*TASK GOAL*
Copy out each line of the data that holds the word "AuditEntry".

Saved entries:
● ● ● ●
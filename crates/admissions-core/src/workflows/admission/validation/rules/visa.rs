use super::super::super::profile::CandidateSnapshot;
use super::super::{EngineConfig, Violation};

/// A student visa concerns candidates whose nationality is outside the
/// exempt lists AND who reside abroad. Both conditions must hold for the
/// diplomatic post to be required.
pub(crate) fn check(
    violations: &mut Vec<Violation>,
    snapshot: &CandidateSnapshot,
    config: &EngineConfig,
) {
    let identification = &snapshot.identification;
    let concerned = !config.visa_exempt(&identification.nationality)
        && identification.residence_country != config.domestic_country;
    if !concerned {
        return;
    }
    if snapshot
        .diplomatic_post
        .as_deref()
        .map_or(true, str::is_empty)
    {
        violations.push(Violation::VisaInformationMissing);
    }
}
use std::collections::HashMap;
use std::sync::{Arc, Mutex};

use chrono::NaiveDate;

use crate::workflows::admission::domain::{
    AcademicYear, CandidateId, Case, CaseId, CaseStatus, CountryCode, DocumentRef, ExperienceId,
    FormationId, LanguageCode, QuestionId, ScholarshipId,
};
use crate::workflows::admission::profile::{
    AcademicExperience, Accounting, ActivityType, AssimilationSituation, BankAccount,
    BankAccountKind, CandidateProfileProvider, CandidateSnapshot, DomesticDiploma,
    EvaluationSystem, ExperienceYear, ForeignDiploma, GotDiploma, Identification,
    NonAcademicExperience, ProfileError, QuestionTab, SecondaryDiploma, SecondaryStudies,
    SpecificQuestion, TranscriptMode,
};
use crate::workflows::admission::reference::{Formation, ReferenceData, Scholarship};
use crate::workflows::admission::repository::{
    AuditEntry, AuditError, AuditTrail, CaseRepository, NotificationError, NotificationGateway,
    RenderedMessage, RepositoryError,
};
use crate::workflows::admission::validation::EngineConfig;
use crate::workflows::admission::{AdmissionCaseService, CompletenessValidator};

pub(super) fn doc(key: &str) -> DocumentRef {
    DocumentRef(key.to_string())
}

pub(super) fn formation() -> FormationId {
    FormationId {
        acronym: "DROI1BA".to_string(),
        year: AcademicYear(2024),
    }
}

pub(super) fn candidate() -> CandidateId {
    CandidateId("cand-001".to_string())
}

/// A domestic candidate whose file passes every completeness rule.
pub(super) fn complete_snapshot() -> CandidateSnapshot {
    CandidateSnapshot {
        candidate: candidate(),
        academic_year: AcademicYear(2024),
        identification: Identification {
            nationality: CountryCode::new("BE"),
            residence_country: CountryCode::new("BE"),
        },
        secondary_studies: SecondaryStudies {
            got_diploma: Some(GotDiploma::Yes),
            diploma: Some(SecondaryDiploma::Domestic(DomesticDiploma {
                institute: Some("Athénée Royal de Namur".to_string()),
                graduation_year: Some(AcademicYear(2018)),
                certificate: vec![doc("cess.pdf")],
            })),
            admission_exam: None,
        },
        academic_experiences: vec![AcademicExperience {
            id: ExperienceId("exp-ac-1".to_string()),
            institute: "Université de Liège".to_string(),
            country: CountryCode::new("BE"),
            program: "Bachelier en droit".to_string(),
            start_year: AcademicYear(2018),
            end_year: AcademicYear(2021),
            obtained_diploma: true,
            transcript_mode: TranscriptMode::Global,
            global_transcript: vec![doc("releve-global.pdf")],
            global_transcript_translation: Vec::new(),
            evaluation_system: EvaluationSystem::EctsCredits,
            instruction_language: LanguageCode::new("FR"),
            years: vec![
                ExperienceYear {
                    year: AcademicYear(2018),
                    transcript: Vec::new(),
                    transcript_translation: Vec::new(),
                    registered_credits: Some(60),
                    acquired_credits: Some(55),
                },
                ExperienceYear {
                    year: AcademicYear(2019),
                    transcript: Vec::new(),
                    transcript_translation: Vec::new(),
                    registered_credits: Some(60),
                    acquired_credits: Some(60),
                },
            ],
        }],
        non_academic_experiences: vec![NonAcademicExperience {
            id: ExperienceId("exp-na-1".to_string()),
            activity: ActivityType::Work,
            start: NaiveDate::from_ymd_opt(2021, 9, 1).expect("valid date"),
            end: NaiveDate::from_ymd_opt(2023, 8, 31).expect("valid date"),
            certificate: vec![doc("attestation-travail.pdf")],
        }],
        accounting: Accounting::default(),
        questions: Vec::new(),
        diplomatic_post: None,
        answers: Default::default(),
    }
}

/// A non-EU candidate residing abroad with a foreign secondary diploma in a
/// non-exempt linguistic regime, complete including translations.
pub(super) fn foreign_snapshot() -> CandidateSnapshot {
    let mut snapshot = complete_snapshot();
    snapshot.identification = Identification {
        nationality: CountryCode::new("CM"),
        residence_country: CountryCode::new("CM"),
    };
    snapshot.secondary_studies.diploma = Some(SecondaryDiploma::Foreign(ForeignDiploma {
        country: CountryCode::new("CM"),
        linguistic_regime: Some(LanguageCode::new("AR")),
        certificate: vec![doc("diplome.pdf")],
        transcript: vec![doc("releve.pdf")],
        certificate_translation: vec![doc("diplome-traduit.pdf")],
        transcript_translation: vec![doc("releve-traduit.pdf")],
    }));
    snapshot.accounting = Accounting {
        situation: Some(AssimilationSituation::CpasSupport {
            cpas_certificate: vec![doc("cpas.pdf")],
        }),
        bank_account: BankAccount {
            kind: Some(BankAccountKind::NoAccount),
            ..BankAccount::default()
        },
        recently_attended_domestic_institute: Some(false),
        institute_debt_certificate: Vec::new(),
    };
    snapshot.diplomatic_post = Some("Yaoundé".to_string());
    snapshot
}

pub(super) fn required_question(id: &str, tab: QuestionTab) -> SpecificQuestion {
    SpecificQuestion {
        id: QuestionId(id.to_string()),
        tab,
        required: true,
        label: format!("question {id}"),
    }
}

#[derive(Default)]
pub(super) struct MemoryRepository {
    pub(super) cases: Mutex<HashMap<CaseId, Case>>,
}

impl CaseRepository for MemoryRepository {
    fn insert(&self, case: Case) -> Result<Case, RepositoryError> {
        let mut guard = self.cases.lock().expect("repository mutex poisoned");
        if guard.contains_key(&case.id) {
            return Err(RepositoryError::Conflict);
        }
        guard.insert(case.id.clone(), case.clone());
        Ok(case)
    }

    fn fetch(&self, id: &CaseId) -> Result<Option<Case>, RepositoryError> {
        let guard = self.cases.lock().expect("repository mutex poisoned");
        Ok(guard.get(id).cloned())
    }

    fn update(&self, mut case: Case, expected_version: u64) -> Result<Case, RepositoryError> {
        let mut guard = self.cases.lock().expect("repository mutex poisoned");
        let stored = guard.get(&case.id).ok_or(RepositoryError::NotFound)?;
        if stored.version != expected_version {
            return Err(RepositoryError::VersionConflict {
                expected: expected_version,
                actual: stored.version,
            });
        }
        case.version = expected_version + 1;
        guard.insert(case.id.clone(), case.clone());
        Ok(case)
    }

    fn count_in_statuses(
        &self,
        candidate: &CandidateId,
        statuses: &[CaseStatus],
        except: &CaseId,
    ) -> Result<usize, RepositoryError> {
        let guard = self.cases.lock().expect("repository mutex poisoned");
        Ok(guard
            .values()
            .filter(|case| {
                &case.candidate == candidate
                    && &case.id != except
                    && statuses.contains(&case.status)
            })
            .count())
    }
}

#[derive(Default)]
pub(super) struct MemoryNotifications {
    pub(super) missing_templates: Vec<String>,
    sent: Mutex<Vec<RenderedMessage>>,
}

impl MemoryNotifications {
    pub(super) fn without_template(template: &str) -> Self {
        Self {
            missing_templates: vec![template.to_string()],
            sent: Mutex::new(Vec::new()),
        }
    }

    pub(super) fn sent(&self) -> Vec<RenderedMessage> {
        self.sent.lock().expect("notification mutex poisoned").clone()
    }
}

impl NotificationGateway for MemoryNotifications {
    fn render(&self, template: &str, case: &Case) -> Result<RenderedMessage, NotificationError> {
        if self.missing_templates.iter().any(|name| name == template) {
            return Err(NotificationError::MissingTemplate(template.to_string()));
        }
        Ok(RenderedMessage {
            template: template.to_string(),
            subject: format!("[{}] {template}", case.reference),
            body: format!("case {} is now {}", case.id.0, case.status.label()),
        })
    }

    fn send(&self, _case: &CaseId, message: RenderedMessage) -> Result<(), NotificationError> {
        self.sent
            .lock()
            .expect("notification mutex poisoned")
            .push(message);
        Ok(())
    }
}

#[derive(Default)]
pub(super) struct MemoryAudit {
    entries: Mutex<Vec<AuditEntry>>,
}

impl MemoryAudit {
    pub(super) fn entries(&self) -> Vec<AuditEntry> {
        self.entries.lock().expect("audit mutex poisoned").clone()
    }
}

impl AuditTrail for MemoryAudit {
    fn record(&self, entry: AuditEntry) -> Result<(), AuditError> {
        self.entries
            .lock()
            .expect("audit mutex poisoned")
            .push(entry);
        Ok(())
    }
}

pub(super) struct MemoryProfiles {
    snapshot: Mutex<Option<CandidateSnapshot>>,
}

impl MemoryProfiles {
    pub(super) fn serving(snapshot: CandidateSnapshot) -> Self {
        Self {
            snapshot: Mutex::new(Some(snapshot)),
        }
    }

    pub(super) fn set(&self, snapshot: CandidateSnapshot) {
        *self.snapshot.lock().expect("profile mutex poisoned") = Some(snapshot);
    }
}

impl CandidateProfileProvider for MemoryProfiles {
    fn resume(
        &self,
        _case: &CaseId,
        _year: AcademicYear,
    ) -> Result<CandidateSnapshot, ProfileError> {
        self.snapshot
            .lock()
            .expect("profile mutex poisoned")
            .clone()
            .ok_or(ProfileError::NotFound)
    }
}

pub(super) struct StaticReference;

impl ReferenceData for StaticReference {
    fn current_academic_year(&self) -> AcademicYear {
        AcademicYear(2024)
    }

    fn formation(&self, id: &FormationId) -> Option<Formation> {
        Some(Formation {
            id: id.clone(),
            title: "Bachelier en droit".to_string(),
            campus: "Louvain-la-Neuve".to_string(),
        })
    }

    fn scholarships(&self, ids: &[ScholarshipId]) -> Vec<Scholarship> {
        ids.iter()
            .map(|id| Scholarship {
                id: id.clone(),
                short_name: format!("bourse-{}", id.0),
            })
            .collect()
    }
}

pub(super) type TestService =
    AdmissionCaseService<MemoryRepository, MemoryNotifications, MemoryAudit, MemoryProfiles>;

pub(super) struct Harness {
    pub(super) service: Arc<TestService>,
    pub(super) repository: Arc<MemoryRepository>,
    pub(super) notifications: Arc<MemoryNotifications>,
    pub(super) audit: Arc<MemoryAudit>,
    pub(super) profiles: Arc<MemoryProfiles>,
}

pub(super) fn build_harness(snapshot: CandidateSnapshot) -> Harness {
    build_harness_with(snapshot, MemoryNotifications::default())
}

pub(super) fn build_harness_with(
    snapshot: CandidateSnapshot,
    notifications: MemoryNotifications,
) -> Harness {
    let repository = Arc::new(MemoryRepository::default());
    let notifications = Arc::new(notifications);
    let audit = Arc::new(MemoryAudit::default());
    let profiles = Arc::new(MemoryProfiles::serving(snapshot));
    let service = Arc::new(AdmissionCaseService::new(
        repository.clone(),
        notifications.clone(),
        audit.clone(),
        profiles.clone(),
        Arc::new(StaticReference),
        CompletenessValidator::new(EngineConfig::default()),
    ));
    Harness {
        service,
        repository,
        notifications,
        audit,
        profiles,
    }
}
● ● ● ●
*WRITTEN ANSWER*
    AuditEntry, AuditError, AuditTrail, CaseRepository, NotificationError, NotificationGateway,
    entries: Mutex<Vec<AuditEntry>>,
    pub(super) fn entries(&self) -> Vec<AuditEntry> {
    fn record(&self, entry: AuditEntry) -> Result<(), AuditError> {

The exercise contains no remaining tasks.